_EXERCISE INSTRUCTIONS_.
Pull each line containing "render" from the data.

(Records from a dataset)
╔══

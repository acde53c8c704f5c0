//! Screen implementations. Each screen is a top-level Component.

pub mod filter_modal;
pub mod home;
pub mod search;

use storefront_core::{CategoryDataSource, ProductDataSource, ProductFetchController};

use crate::component::Component;
use crate::screen::ScreenId;

use self::home::HomeScreen;
use self::search::SearchPane;

/// Create both screens over one shared catalog.
///
/// `category` seeds the search screen's first load.
pub fn create_screens<C>(catalog: C, category: Option<String>) -> Vec<(ScreenId, Box<dyn Component>)>
where
    C: ProductDataSource + CategoryDataSource + Clone,
{
    let controller = ProductFetchController::new(catalog.clone());
    let home: Box<dyn Component> = Box::new(HomeScreen::new(catalog));
    let search: Box<dyn Component> = Box::new(SearchPane::new(controller, category));
    vec![(ScreenId::Home, home), (ScreenId::Search, search)]
}
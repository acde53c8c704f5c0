//! CLI configuration: thin wrapper around `storefront_config` shared types.
//!
//! Re-exports the shared types and adds CLI-specific resolution that
//! respects `GlobalOpts` flag overrides (--api-url, --timeout, etc.).

use std::time::Duration;

use storefront_core::{StoreConfig, TlsVerification};

use crate::cli::GlobalOpts;
use crate::error::CliError;

// ── Re-exports from shared crate ────────────────────────────────────

pub use storefront_config::{
    Config, Defaults, Profile, config_path, load_config_or_default, save_config,
};

// ── CLI-specific helpers ────────────────────────────────────────────

/// Resolve the active profile name from CLI flags and config.
pub fn active_profile_name(global: &GlobalOpts, config: &Config) -> String {
    config.profile_name(global.profile.as_deref()).to_owned()
}

/// Profile-not-found error listing what is configured.
pub fn profile_not_found(name: &str, config: &Config) -> CliError {
    let available: Vec<_> = config.profiles.keys().cloned().collect();
    CliError::ProfileNotFound {
        name: name.into(),
        available: if available.is_empty() {
            "(none)".into()
        } else {
            available.join(", ")
        },
    }
}

/// Build a `StoreConfig` from the config file, profile, and CLI overrides.
///
/// Flags win over profile values. Without a profile, `--api-url` alone
/// is enough for anonymous commands.
pub fn build_store_config(global: &GlobalOpts) -> Result<(StoreConfig, String), CliError> {
    let cfg = load_config_or_default();
    let profile_name = active_profile_name(global, &cfg);

    let mut store = if let Some(profile) = cfg.profiles.get(&profile_name) {
        let mut profile = profile.clone();
        if let Some(ref url) = global.api_url {
            profile.api_url.clone_from(url);
        }
        storefront_config::profile_to_store_config(&profile, &profile_name, &cfg.defaults)?
    } else if global.profile.is_some() {
        return Err(profile_not_found(&profile_name, &cfg));
    } else {
        let url_str = global.api_url.as_deref().ok_or_else(|| CliError::NoConfig {
            path: config_path().display().to_string(),
        })?;
        let mut store = StoreConfig::new(storefront_config::parse_api_url(url_str)?);
        store.timeout = Duration::from_secs(cfg.defaults.timeout);
        store.page_size = cfg.defaults.page_size;
        if cfg.defaults.insecure {
            store.tls = TlsVerification::DangerAcceptInvalid;
        }
        store
    };

    if global.insecure {
        store.tls = TlsVerification::DangerAcceptInvalid;
    }
    if let Some(secs) = global.timeout {
        store.timeout = Duration::from_secs(secs);
    }
    if let Some(size) = global.page_size {
        store.page_size = size;
    }

    Ok((store, profile_name))
}
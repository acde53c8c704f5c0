//! CLI error types with miette diagnostics.
//!
//! Maps `CoreError` and `ConfigError` variants into user-facing errors
//! with actionable help text.

use miette::Diagnostic;
use thiserror::Error;

use storefront_config::ConfigError;
use storefront_core::CoreError;

/// Process exit codes.
pub mod exit_code {
    pub const GENERAL: i32 = 1;
    pub const USAGE: i32 = 2;
    pub const AUTH: i32 = 3;
    pub const CONNECTION: i32 = 7;
    pub const TIMEOUT: i32 = 8;
}

#[derive(Debug, Error, Diagnostic)]
pub enum CliError {
    // ── Connection ───────────────────────────────────────────────────
    #[error("Could not connect to storefront at {url}")]
    #[diagnostic(
        code(storefront::connection_failed),
        help(
            "Check that the service is running and reachable.\n\
             Reason: {reason}\n\
             For local servers with self-signed certificates try --insecure."
        )
    )]
    ConnectionFailed { url: String, reason: String },

    #[error("Request timed out")]
    #[diagnostic(
        code(storefront::timeout),
        help("Increase the timeout with --timeout or check service responsiveness.")
    )]
    Timeout,

    // ── Authentication ───────────────────────────────────────────────
    #[error("Authentication failed: {message}")]
    #[diagnostic(
        code(storefront::auth_failed),
        help(
            "Verify your email and password.\n\
             Store a password with: storefront config set-password --profile {profile}"
        )
    )]
    AuthFailed { message: String, profile: String },

    #[error("No credentials configured for profile '{profile}'")]
    #[diagnostic(
        code(storefront::no_credentials),
        help(
            "Pass --email or set STOREFRONT_EMAIL, and set STOREFRONT_PASSWORD,\n\
             or run: storefront config init"
        )
    )]
    NoCredentials { profile: String },

    // ── Service ──────────────────────────────────────────────────────
    #[error("{what} not found")]
    #[diagnostic(code(storefront::not_found))]
    NotFound { what: String },

    #[error("Storefront error: {message}")]
    #[diagnostic(code(storefront::api_error))]
    ApiError {
        message: String,
        status: Option<u16>,
    },

    #[error("Unexpected response from storefront: {message}")]
    #[diagnostic(
        code(storefront::invalid_response),
        help("Check that --api-url points at the storefront API root.")
    )]
    InvalidResponse { message: String },

    // ── Validation ───────────────────────────────────────────────────
    #[error("Invalid value for {field}: {reason}")]
    #[diagnostic(code(storefront::validation))]
    Validation { field: String, reason: String },

    // ── Configuration ────────────────────────────────────────────────
    #[error("Profile '{name}' not found in configuration")]
    #[diagnostic(
        code(storefront::profile_not_found),
        help(
            "Available profiles: {available}\n\
             Create one with: storefront config init"
        )
    )]
    ProfileNotFound { name: String, available: String },

    #[error("No storefront URL configured")]
    #[diagnostic(
        code(storefront::no_config),
        help(
            "Pass --api-url, set STOREFRONT_API_URL, or create a profile with:\n\
             storefront config init\n\
             Expected at: {path}"
        )
    )]
    NoConfig { path: String },

    #[error(transparent)]
    #[diagnostic(code(storefront::config))]
    Config(Box<ConfigError>),

    // ── IO / Serialization ────────────────────────────────────────────
    #[error(transparent)]
    Io(#[from] std::io::Error),

    #[error("Failed to render JSON: {0}")]
    #[diagnostic(code(storefront::json))]
    Json(#[from] serde_json::Error),

    #[error("Failed to render YAML: {0}")]
    #[diagnostic(code(storefront::yaml))]
    Yaml(#[from] serde_yaml::Error),
}

impl CliError {
    /// Map this error to an exit code for process termination.
    pub fn exit_code(&self) -> i32 {
        match self {
            Self::ConnectionFailed { .. } => exit_code::CONNECTION,
            Self::Timeout => exit_code::TIMEOUT,
            Self::AuthFailed { .. } | Self::NoCredentials { .. } => exit_code::AUTH,
            Self::Validation { .. } => exit_code::USAGE,
            Self::Config(inner) => match **inner {
                ConfigError::NoCredentials { .. } => exit_code::AUTH,
                ConfigError::Validation { .. } => exit_code::USAGE,
                _ => exit_code::GENERAL,
            },
            _ => exit_code::GENERAL,
        }
    }

    /// Attach the active profile name to auth failures.
    pub fn with_profile(self, profile: &str) -> Self {
        match self {
            Self::AuthFailed { message, .. } => Self::AuthFailed {
                message,
                profile: profile.into(),
            },
            other => other,
        }
    }
}

impl From<ConfigError> for CliError {
    fn from(err: ConfigError) -> Self {
        match err {
            ConfigError::NoCredentials { profile } => Self::NoCredentials { profile },
            ConfigError::Validation { field, reason } => Self::Validation { field, reason },
            other => Self::Config(Box::new(other)),
        }
    }
}

// ── CoreError → CliError mapping ─────────────────────────────────────

impl From<CoreError> for CliError {
    fn from(err: CoreError) -> Self {
        match err {
            CoreError::ConnectionFailed { url, reason } => Self::ConnectionFailed { url, reason },
            CoreError::AuthenticationFailed { message } => Self::AuthFailed {
                message,
                profile: "default".into(),
            },
            CoreError::Timeout => Self::Timeout,
            CoreError::NotFound { what } => Self::NotFound { what },
            CoreError::InvalidResponse { message } => Self::InvalidResponse { message },
            CoreError::Api { message, status } => Self::ApiError { message, status },
            CoreError::Config { message } => Self::Validation {
                field: "config".into(),
                reason: message,
            },
        }
    }
}

#[cfg(test)]
mod tests {
    use super::*;

    #[test]
    fn core_errors_map_to_exit_codes() {
        let cases = [
            (
                CoreError::ConnectionFailed {
                    url: "http://x".into(),
                    reason: "refused".into(),
                },
                exit_code::CONNECTION,
            ),
            (CoreError::Timeout, exit_code::TIMEOUT),
            (
                CoreError::AuthenticationFailed {
                    message: "invalid credentials".into(),
                },
                exit_code::AUTH,
            ),
            (
                CoreError::Api {
                    message: "catalog offline".into(),
                    status: Some(503),
                },
                exit_code::GENERAL,
            ),
        ];
        for (core, code) in cases {
            assert_eq!(CliError::from(core).exit_code(), code);
        }
    }

    #[test]
    fn missing_credentials_is_an_auth_exit() {
        let err = CliError::from(ConfigError::NoCredentials {
            profile: "shop".into(),
        });
        assert_eq!(err.exit_code(), exit_code::AUTH);
    }
}
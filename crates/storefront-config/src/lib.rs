//! Shared configuration for the storefront CLI and TUI.
//!
//! TOML profiles, credential resolution (env + keyring + plaintext),
//! and translation to `storefront_core::StoreConfig`. Both binaries
//! depend on this crate; the CLI layers its flag overrides on top.

use std::collections::BTreeMap;
use std::path::{Path, PathBuf};
use std::time::Duration;

use directories::ProjectDirs;
use figment::{
    Figment,
    providers::{Env, Format, Serialized, Toml},
};
use secrecy::SecretString;
use serde::{Deserialize, Serialize};
use thiserror::Error;
use tracing::debug;

use storefront_core::{Credentials, DEFAULT_PAGE_SIZE, StoreConfig, TlsVerification};

/// Keyring service name for stored passwords.
const KEYRING_SERVICE: &str = "storefront";

/// Env var consulted for the password when a profile names none.
pub const PASSWORD_ENV: &str = "STOREFRONT_PASSWORD";

/// Env var consulted for the email when a profile has none.
pub const EMAIL_ENV: &str = "STOREFRONT_EMAIL";

// ── Error ───────────────────────────────────────────────────────────

#[derive(Debug, Error)]
pub enum ConfigError {
    #[error("invalid {field}: {reason}")]
    Validation { field: String, reason: String },

    #[error("no credentials configured for profile '{profile}'")]
    NoCredentials { profile: String },

    #[error("profile '{name}' not found")]
    UnknownProfile { name: String },

    #[error("failed to serialize config: {0}")]
    Serialization(#[from] toml::ser::Error),

    #[error("config loading failed: {0}")]
    Figment(Box<figment::Error>),

    #[error("keyring error: {0}")]
    Keyring(#[from] keyring::Error),

    #[error("IO error: {0}")]
    Io(#[from] std::io::Error),
}

impl From<figment::Error> for ConfigError {
    fn from(err: figment::Error) -> Self {
        Self::Figment(Box::new(err))
    }
}

// ── TOML config structs ─────────────────────────────────────────────

/// Top-level TOML configuration shared by CLI and TUI.
#[derive(Debug, Clone, Deserialize, Serialize)]
pub struct Config {
    /// Default profile name.
    pub default_profile: Option<String>,

    /// Global defaults.
    #[serde(default)]
    pub defaults: Defaults,

    /// Named storefront profiles.
    #[serde(default)]
    pub profiles: BTreeMap<String, Profile>,
}

impl Default for Config {
    fn default() -> Self {
        Self {
            default_profile: Some("default".into()),
            defaults: Defaults::default(),
            profiles: BTreeMap::new(),
        }
    }
}

impl Config {
    /// Name of the profile to use: explicit choice, else the default.
    pub fn profile_name<'a>(&'a self, explicit: Option<&'a str>) -> &'a str {
        explicit
            .or(self.default_profile.as_deref())
            .unwrap_or("default")
    }

    pub fn profile(&self, name: &str) -> Result<&Profile, ConfigError> {
        self.profiles
            .get(name)
            .ok_or_else(|| ConfigError::UnknownProfile { name: name.into() })
    }
}

#[derive(Debug, Clone, Deserialize, Serialize)]
pub struct Defaults {
    #[serde(default = "default_output")]
    pub output: String,

    #[serde(default = "default_color")]
    pub color: String,

    #[serde(default)]
    pub insecure: bool,

    #[serde(default = "default_timeout")]
    pub timeout: u64,

    #[serde(default = "default_page_size")]
    pub page_size: u32,
}

impl Default for Defaults {
    fn default() -> Self {
        Self {
            output: default_output(),
            color: default_color(),
            insecure: false,
            timeout: default_timeout(),
            page_size: default_page_size(),
        }
    }
}

fn default_output() -> String {
    "table".into()
}
fn default_color() -> String {
    "auto".into()
}
fn default_timeout() -> u64 {
    30
}
fn default_page_size() -> u32 {
    DEFAULT_PAGE_SIZE
}

/// A named storefront profile.
#[derive(Debug, Clone, Default, Deserialize, Serialize)]
pub struct Profile {
    /// Service base URL (e.g., "https://shop.example.com/api").
    pub api_url: String,

    /// Sign-in email.
    pub email: Option<String>,

    /// Password (plaintext; prefer keyring or env var).
    pub password: Option<String>,

    /// Environment variable name containing the password.
    pub password_env: Option<String>,

    /// Skip TLS verification.
    pub insecure: Option<bool>,

    /// Path to custom CA certificate.
    pub ca_cert: Option<PathBuf>,

    /// Override timeout (seconds).
    pub timeout: Option<u64>,

    /// Override products per page.
    pub page_size: Option<u32>,
}

// ── Config file path ────────────────────────────────────────────────

/// Resolve the config file path via XDG / platform conventions.
pub fn config_path() -> PathBuf {
    ProjectDirs::from("com", "storefront", "storefront").map_or_else(
        || {
            let mut p = dirs_fallback();
            p.push("config.toml");
            p
        },
        |dirs| dirs.config_dir().join("config.toml"),
    )
}

fn dirs_fallback() -> PathBuf {
    let mut p = PathBuf::from(std::env::var("HOME").unwrap_or_else(|_| ".".into()));
    p.push(".config");
    p.push("storefront");
    p
}

// ── Config loading ──────────────────────────────────────────────────

/// Load the full Config from the canonical file + environment.
pub fn load_config() -> Result<Config, ConfigError> {
    load_config_from(&config_path())
}

/// Load from `path` + environment. A missing file yields defaults.
///
/// Env vars use a `STOREFRONT_` prefix with `__` as the nesting separator,
/// e.g. `STOREFRONT_DEFAULTS__PAGE_SIZE=40`.
pub fn load_config_from(path: &Path) -> Result<Config, ConfigError> {
    debug!(path = %path.display(), "loading config");
    let figment = Figment::new()
        .merge(Serialized::defaults(Config::default()))
        .merge(Toml::file(path))
        .merge(Env::prefixed("STOREFRONT_").split("__"));

    let config: Config = figment.extract()?;
    Ok(config)
}

/// Load config, returning a default if loading fails.
pub fn load_config_or_default() -> Config {
    load_config().unwrap_or_default()
}

// ── Config saving ───────────────────────────────────────────────────

/// Serialize config to TOML and write to the canonical config path.
pub fn save_config(cfg: &Config) -> Result<PathBuf, ConfigError> {
    let path = config_path();
    save_config_to(cfg, &path)?;
    Ok(path)
}

pub fn save_config_to(cfg: &Config, path: &Path) -> Result<(), ConfigError> {
    if let Some(parent) = path.parent() {
        std::fs::create_dir_all(parent)?;
    }
    let toml_str = toml::to_string_pretty(cfg)?;
    std::fs::write(path, toml_str)?;
    Ok(())
}

// ── Credential resolution ───────────────────────────────────────────

fn keyring_entry(profile_name: &str) -> Result<keyring::Entry, keyring::Error> {
    keyring::Entry::new(KEYRING_SERVICE, &format!("{profile_name}/password"))
}

/// Store a profile's password in the system keyring.
pub fn store_password(profile_name: &str, password: &str) -> Result<(), ConfigError> {
    keyring_entry(profile_name)?.set_password(password)?;
    Ok(())
}

/// Resolve the sign-in email: profile, then `STOREFRONT_EMAIL`.
pub fn resolve_email(profile: &Profile, profile_name: &str) -> Result<String, ConfigError> {
    profile
        .email
        .clone()
        .or_else(|| std::env::var(EMAIL_ENV).ok())
        .ok_or_else(|| ConfigError::NoCredentials {
            profile: profile_name.into(),
        })
}

/// Resolve the password from the credential chain.
pub fn resolve_password(profile: &Profile, profile_name: &str) -> Result<SecretString, ConfigError> {
    // 1. Profile's password_env, else STOREFRONT_PASSWORD
    let env_name = profile.password_env.as_deref().unwrap_or(PASSWORD_ENV);
    if let Ok(val) = std::env::var(env_name) {
        return Ok(SecretString::from(val));
    }

    // 2. System keyring
    if let Ok(entry) = keyring_entry(profile_name) {
        if let Ok(secret) = entry.get_password() {
            return Ok(SecretString::from(secret));
        }
    }

    // 3. Plaintext in config
    if let Some(ref pw) = profile.password {
        return Ok(SecretString::from(pw.clone()));
    }

    Err(ConfigError::NoCredentials {
        profile: profile_name.into(),
    })
}

/// Email + password, when both resolve.
pub fn resolve_credentials(profile: &Profile, profile_name: &str) -> Option<Credentials> {
    let email = resolve_email(profile, profile_name).ok()?;
    let password = resolve_password(profile, profile_name).ok()?;
    Some(Credentials { email, password })
}

/// Parse a service URL, requiring http(s).
pub fn parse_api_url(raw: &str) -> Result<url::Url, ConfigError> {
    let url: url::Url = raw.parse().map_err(|_| ConfigError::Validation {
        field: "api_url".into(),
        reason: format!("invalid URL: {raw}"),
    })?;
    match url.scheme() {
        "http" | "https" => Ok(url),
        other => Err(ConfigError::Validation {
            field: "api_url".into(),
            reason: format!("unsupported scheme '{other}'"),
        }),
    }
}

/// Build a `StoreConfig` from a profile plus global defaults.
///
/// Suitable for the TUI and other non-CLI consumers. Credentials are
/// attached only when both email and password resolve.
pub fn profile_to_store_config(
    profile: &Profile,
    profile_name: &str,
    defaults: &Defaults,
) -> Result<StoreConfig, ConfigError> {
    let url = parse_api_url(&profile.api_url)?;

    let tls = if profile.insecure.unwrap_or(defaults.insecure) {
        TlsVerification::DangerAcceptInvalid
    } else if let Some(ref ca_path) = profile.ca_cert {
        TlsVerification::CustomCa(ca_path.clone())
    } else {
        TlsVerification::SystemDefaults
    };

    let page_size = profile.page_size.unwrap_or(defaults.page_size);
    if page_size == 0 {
        return Err(ConfigError::Validation {
            field: "page_size".into(),
            reason: "must be at least 1".into(),
        });
    }

    Ok(StoreConfig {
        url,
        tls,
        timeout: Duration::from_secs(profile.timeout.unwrap_or(defaults.timeout)),
        page_size,
        credentials: resolve_credentials(profile, profile_name),
    })
}

#[cfg(test)]
#[allow(clippy::unwrap_used)]
mod tests {
    use super::*;

    fn profile(url: &str) -> Profile {
        Profile {
            api_url: url.into(),
            ..Profile::default()
        }
    }

    #[test]
    fn save_then_load_preserves_profiles() {
        let dir = tempfile::tempdir().unwrap();
        let path = dir.path().join("nested").join("config.toml");

        let mut cfg = Config::default();
        cfg.profiles.insert(
            "shop".into(),
            Profile {
                email: Some("ada@example.com".into()),
                page_size: Some(40),
                ..profile("https://shop.example.com/api")
            },
        );
        save_config_to(&cfg, &path).unwrap();

        let loaded = load_config_from(&path).unwrap();
        let shop = loaded.profile("shop").unwrap();
        assert_eq!(shop.api_url, "https://shop.example.com/api");
        assert_eq!(shop.email.as_deref(), Some("ada@example.com"));
        assert_eq!(shop.page_size, Some(40));
        assert_eq!(loaded.defaults.page_size, DEFAULT_PAGE_SIZE);
    }

    #[test]
    fn missing_file_yields_defaults() {
        let dir = tempfile::tempdir().unwrap();
        let loaded = load_config_from(&dir.path().join("absent.toml")).unwrap();
        assert_eq!(loaded.default_profile.as_deref(), Some("default"));
        assert!(loaded.profiles.is_empty());
        assert_eq!(loaded.defaults.output, "table");
    }

    #[test]
    fn unknown_profile_is_an_error() {
        let err = Config::default().profile("nope").unwrap_err();
        assert!(matches!(err, ConfigError::UnknownProfile { .. }));
    }

    #[test]
    fn profile_name_prefers_explicit() {
        let cfg = Config::default();
        assert_eq!(cfg.profile_name(Some("shop")), "shop");
        assert_eq!(cfg.profile_name(None), "default");
    }

    #[test]
    fn store_config_applies_overrides() {
        let p = Profile {
            timeout: Some(5),
            page_size: Some(10),
            insecure: Some(true),
            ..profile("http://localhost:4000")
        };
        let cfg = profile_to_store_config(&p, "local", &Defaults::default()).unwrap();
        assert_eq!(cfg.timeout, Duration::from_secs(5));
        assert_eq!(cfg.page_size, 10);
        assert_eq!(cfg.tls, TlsVerification::DangerAcceptInvalid);
    }

    #[test]
    fn store_config_uses_defaults_and_system_tls() {
        let cfg = profile_to_store_config(
            &profile("https://shop.example.com"),
            "shop",
            &Defaults::default(),
        )
        .unwrap();
        assert_eq!(cfg.page_size, DEFAULT_PAGE_SIZE);
        assert_eq!(cfg.timeout, Duration::from_secs(30));
        assert_eq!(cfg.tls, TlsVerification::SystemDefaults);
    }

    #[test]
    fn rejects_bad_urls_and_zero_page_size() {
        let defaults = Defaults::default();
        assert!(profile_to_store_config(&profile("not a url"), "x", &defaults).is_err());
        assert!(profile_to_store_config(&profile("ftp://shop"), "x", &defaults).is_err());

        let p = Profile {
            page_size: Some(0),
            ..profile("https://shop.example.com")
        };
        assert!(matches!(
            profile_to_store_config(&p, "x", &defaults),
            Err(ConfigError::Validation { .. })
        ));
    }

    #[test]
    fn password_falls_back_to_plaintext() {
        let p = Profile {
            password_env: Some("STOREFRONT_TEST_UNSET_PASSWORD_VAR".into()),
            password: Some("plaintext".into()),
            ..profile("https://shop.example.com")
        };

        let secret = resolve_password(&p, "plaintext-fallback-test").unwrap();
        assert_eq!(secrecy::ExposeSecret::expose_secret(&secret), "plaintext");
    }

    #[test]
    fn no_password_anywhere_is_no_credentials() {
        let p = Profile {
            password_env: Some("STOREFRONT_TEST_UNSET_PASSWORD_VAR".into()),
            ..profile("https://shop.example.com")
        };
        assert!(matches!(
            resolve_password(&p, "no-credentials-test"),
            Err(ConfigError::NoCredentials { .. })
        ));
    }
}
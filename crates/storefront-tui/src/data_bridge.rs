//! Data bridges: background tasks that turn core state changes into
//! [`Action`]s on the TUI's action channel.

use tokio::sync::{mpsc, watch};
use tokio_util::sync::CancellationToken;
use tracing::debug;

use storefront_core::{CategoryDataSource, CategoryList, FetchState};

use crate::action::Action;

/// Forward every controller snapshot as [`Action::ProductsChanged`] until
/// cancelled or the controller is dropped.
pub async fn spawn_fetch_bridge(
    mut state: watch::Receiver<FetchState>,
    action_tx: mpsc::UnboundedSender<Action>,
    cancel: CancellationToken,
) {
    loop {
        tokio::select! {
            biased;

            () = cancel.cancelled() => break,

            changed = state.changed() => {
                if changed.is_err() {
                    break;
                }
                let (items, status) = {
                    let snap = state.borrow_and_update();
                    (snap.items().len(), snap.status.to_string())
                };
                debug!(items, status = %status, "dispatching ProductsChanged");
                if action_tx.send(Action::ProductsChanged).is_err() {
                    break;
                }
            }
        }
    }
    debug!("fetch bridge shut down");
}

/// Load the category list once and report the outcome.
pub async fn load_categories<S: CategoryDataSource>(
    source: S,
    action_tx: mpsc::UnboundedSender<Action>,
) {
    let mut list = CategoryList::new(source);
    list.load().await;
    let state = list.into_state();
    debug!(
        categories = state.categories.len(),
        failed = state.error.is_some(),
        "categories loaded"
    );
    let _ = action_tx.send(Action::CategoriesLoaded(state));
}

╚══

_WRITTEN REPLY_.
    #[error("Failed to render JSON: {0}")]
    #[error("Failed to render YAML: {0}")]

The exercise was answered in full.